David L. Robbins
Novelist, Educator, Playwright, Essayist
Native Son #11
by David L. Robbins on May 19th, 2014

Ten years ago, to research a novel, I spent December covering the back roads between small towns in Normandy. On one gray afternoon, I followed a tarmac road that narrowed to gravel, then dirt, then petered out to grass in the ancient Roman apple fields called the bocage. The sun had set, a thin snow had blown up. I’d followed this disappearing path long enough, so turned around. My front-wheel drive Peugeot quickly settled onto its axels, slipping on the wet grass.
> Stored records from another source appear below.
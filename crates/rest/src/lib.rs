//! # tessera-rest - HTTP request binding for the Tessera tenant engine
//!
//! This crate is the web face of the Tessera multi-tenant record engine.
//! It binds every inbound HTTP request to a tenant resolved from the
//! request `Host` header, activates that tenant on a per-request
//! [`TenantContext`], and exposes record CRUD endpoints whose reads and
//! writes are scoped and guarded by the tenancy layer.
//!
//! ## Features
//!
//! - **Host-based tenant binding**: subdomains under the application
//!   domain and custom apex domains both resolve to tenant accounts
//! - **Per-request isolation**: each request gets its own context; the
//!   activation is released when the response is ready
//! - **Fail-closed reads**: a request from an unresolvable host gets 400
//!   on scoped reads, never another tenant's data
//! - **Guarded writes**: cross-tenant writes are rejected with 403 before
//!   any state change
//! - **Admin read-across**: explicit cross-tenant counts without ever
//!   relaxing the write guard
//!
//! ## Quick Start
//!
//! ```rust,ignore
//! use std::sync::Arc;
//! use tessera_rest::{ServerConfig, create_app};
//! use tessera_tenancy::resolver::TenantResolver;
//! use tessera_tenancy::store::MemoryBackend;
//! use tessera_tenancy::tenant::{Account, InMemoryAccountDirectory};
//!
//! #[tokio::main]
//! async fn main() -> anyhow::Result<()> {
//!     let directory = InMemoryAccountDirectory::new();
//!     directory.register(Account::with_subdomain("amazon", "Amazon", "amazon"));
//!
//!     let resolver = TenantResolver::new(Arc::new(directory));
//!     let app = create_app(MemoryBackend::new(), resolver);
//!
//!     let listener = tokio::net::TcpListener::bind("127.0.0.1:8080").await?;
//!     axum::serve(listener, app).await?;
//!     Ok(())
//! }
//! ```
//!
//! ## API Endpoints
//!
//! | Operation | HTTP Method | URL Pattern |
//! |-----------|-------------|-------------|
//! | create | POST | `/records/{type}` |
//! | read | GET | `/records/{type}/{id}` |
//! | list | GET | `/records/{type}` |
//! | count | GET | `/records/{type}/$count` |
//! | update | PUT | `/records/{type}/{id}` |
//! | patch | PATCH | `/records/{type}/{id}` |
//! | delete | DELETE | `/records/{type}/{id}` |
//! | count (read-across) | GET | `/admin/records/{type}/$count` |
//! | current tenant | GET | `/tenant` |
//! | health | GET | `/health` |
//!
//! ## Error Handling
//!
//! Errors are returned as JSON bodies with a machine-readable code:
//!
//! | HTTP Status | Code | Description |
//! |-------------|------|-------------|
//! | 400 | missing-tenant | Scoped read with no resolvable tenant |
//! | 400 | bad-request | Malformed request |
//! | 403 | invalid-tenant-access | Write refused by the tenant guard |
//! | 404 | not-found | Record absent or outside the read scope |
//! | 409 | conflict | Record ID already exists |
//! | 500 | internal | Internal server error |
//!
//! ## Architecture
//!
//! - [`config`] - Server configuration
//! - [`state`] - Application state (storage, resolver, configuration)
//! - [`host`] - `Host` header decomposition
//! - [`middleware`] - Tenant binding middleware
//! - [`extractors`] - The [`CurrentTenant`] accessor for handlers
//! - [`handlers`] - Record, admin, and health handlers
//! - [`error`] - HTTP error mapping
//! - [`routing`] - Route configuration
//!
//! [`TenantContext`]: tessera_tenancy::context::TenantContext
//! [`CurrentTenant`]: extractors::CurrentTenant

// Enforce documentation
#![warn(missing_docs)]
#![warn(rustdoc::missing_crate_level_docs)]

pub mod config;
pub mod error;
pub mod extractors;
pub mod handlers;
pub mod host;
pub mod middleware;
pub mod routing;
pub mod state;

// Re-export commonly used types
pub use config::ServerConfig;
pub use error::{RestError, RestResult};
pub use state::AppState;

use std::sync::Arc;

use axum::Router;
use tessera_tenancy::resolver::TenantResolver;
use tessera_tenancy::store::RecordStorage;
use tower::ServiceBuilder;
use tower_http::{
    cors::{Any, CorsLayer},
    timeout::TimeoutLayer,
    trace::TraceLayer,
};
use tracing::info;

/// Creates the Axum application with default configuration.
///
/// This is a convenience function that creates the app with default
/// settings. For more control, use [`create_app_with_config`].
pub fn create_app<S>(storage: S, resolver: TenantResolver) -> Router
where
    S: RecordStorage + 'static,
{
    create_app_with_config(storage, resolver, ServerConfig::default())
}

/// Creates the Axum application with custom configuration.
///
/// Sets up the routes, the tenant binding middleware, and the configured
/// middleware stack (tracing, timeout, CORS).
///
/// # Example
///
/// ```rust,ignore
/// use std::sync::Arc;
/// use tessera_rest::{ServerConfig, create_app_with_config};
/// use tessera_tenancy::resolver::TenantResolver;
/// use tessera_tenancy::store::MemoryBackend;
/// use tessera_tenancy::tenant::InMemoryAccountDirectory;
///
/// let resolver = TenantResolver::new(Arc::new(InMemoryAccountDirectory::new()));
/// let config = ServerConfig {
///     app_domain: Some("example.com".to_string()),
///     ..Default::default()
/// };
/// let app = create_app_with_config(MemoryBackend::new(), resolver, config);
/// ```
pub fn create_app_with_config<S>(
    storage: S,
    resolver: TenantResolver,
    config: ServerConfig,
) -> Router
where
    S: RecordStorage + 'static,
{
    info!(
        "Creating REST API server with backend: {}",
        storage.backend_name()
    );

    // Create application state
    let state = AppState::new(Arc::new(storage), resolver, config.clone());

    // Build the router and bind tenants before any handler runs
    let router = routing::create_routes(state.clone()).layer(
        axum::middleware::from_fn_with_state(state, middleware::bind_tenant::<S>),
    );

    // Build middleware stack
    let service_builder = ServiceBuilder::new()
        .layer(TraceLayer::new_for_http())
        .layer(TimeoutLayer::with_status_code(
            axum::http::StatusCode::REQUEST_TIMEOUT,
            std::time::Duration::from_secs(config.request_timeout),
        ));

    // Add CORS if enabled
    let router = if config.enable_cors {
        let cors = build_cors_layer(&config);
        router.layer(cors)
    } else {
        router
    };

    // Apply remaining middleware
    router.layer(service_builder)
}

/// Builds the CORS layer based on configuration.
fn build_cors_layer(config: &ServerConfig) -> CorsLayer {
    let mut cors = CorsLayer::new();

    // Configure origins
    if config.cors_origins == "*" {
        cors = cors.allow_origin(Any);
    } else {
        let origins: Vec<_> = config
            .cors_origins
            .split(',')
            .filter_map(|s| s.trim().parse().ok())
            .collect();
        cors = cors.allow_origin(origins);
    }

    // Configure methods
    if config.cors_methods == "*" {
        cors = cors.allow_methods(Any);
    } else {
        let methods: Vec<_> = config
            .cors_methods
            .split(',')
            .filter_map(|s| s.trim().parse().ok())
            .collect();
        cors = cors.allow_methods(methods);
    }

    // Configure headers
    if config.cors_headers == "*" {
        cors = cors.allow_headers(Any);
    } else {
        let headers: Vec<_> = config
            .cors_headers
            .split(',')
            .filter_map(|s| s.trim().parse().ok())
            .collect();
        cors = cors.allow_headers(headers);
    }

    cors
}

/// Initializes the tracing subscriber for logging.
///
/// This should be called once at application startup.
///
/// # Arguments
///
/// * `level` - The log level (error, warn, info, debug, trace)
pub fn init_logging(level: &str) {
    use tracing_subscriber::{EnvFilter, fmt, prelude::*};

    let filter = EnvFilter::try_from_default_env().unwrap_or_else(|_| {
        EnvFilter::new(format!(
            "tessera_rest={level},tessera_tenancy={level},tower_http=debug"
        ))
    });

    tracing_subscriber::registry()
        .with(fmt::layer())
        .with(filter)
        .init();
}
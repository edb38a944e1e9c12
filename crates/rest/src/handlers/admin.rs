//! Administrative handlers.
//!
//! These endpoints intentionally read across tenants, using an explicit
//! read-across grant scoped to the single storage call. Writes remain
//! guarded; there is no administrative write path that skips the tenant
//! guard.

use axum::{
    Json,
    extract::{Path, State},
    response::{IntoResponse, Response},
};
use tessera_tenancy::store::RecordStorage;
use tracing::debug;

use crate::error::RestResult;
use crate::extractors::CurrentTenant;
use crate::state::AppState;

/// Handler for the read-across record count.
///
/// `GET /admin/records/{type}/$count`. On a host that resolves to no
/// tenant, the read-across grant stands in for an active tenant and the
/// count spans every tenant. On a bound host the active tenant still
/// takes precedence over the grant, so the count covers that tenant
/// only; serve the admin surface from an unbound host to get the
/// cross-tenant total.
pub async fn count_all_records<S>(
    State(state): State<AppState<S>>,
    Path(record_type): Path<String>,
    tenant: CurrentTenant,
) -> RestResult<Response>
where
    S: RecordStorage + 'static,
{
    debug!(record_type = %record_type, "Processing cross-tenant count request");

    let count = {
        let _grant = tenant.context().enter_read_across_tenant();
        state
            .storage()
            .count(tenant.context(), &record_type)
            .await?
    };

    Ok(Json(serde_json::json!({
        "record_type": record_type,
        "count": count,
    }))
    .into_response())
}
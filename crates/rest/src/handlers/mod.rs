//! HTTP request handlers.

pub mod admin;
pub mod health;
pub mod records;
pub mod tenant_info;

pub use admin::count_all_records;
pub use health::health_handler;
pub use records::{
    count_records, create_record, delete_record, list_records, patch_record, read_record,
    update_record,
};
pub use tenant_info::current_tenant_handler;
I donned my trench coat, put my luggage in the trunk, and set out in my tire tracks. I wore clogs with no socks, and these I lost several times, sucked into cold, unseen cow-pies. The snow grew heavier, I saw no electric light anywhere, and I had driven miles deep into the bocage.
I said aloud, “I can’t wait to see how I get out of this.”

After an hour-long, humorously miserable stroll, including one farmhouse where the matron informed me in gestures that I could not borrow her half-blind, deaf and mute old husband because he would be no good to me, I came across a dairy farmer with the biggest tractor and German shepherd I have ever seen. Either could have towed my car out. The tractor did.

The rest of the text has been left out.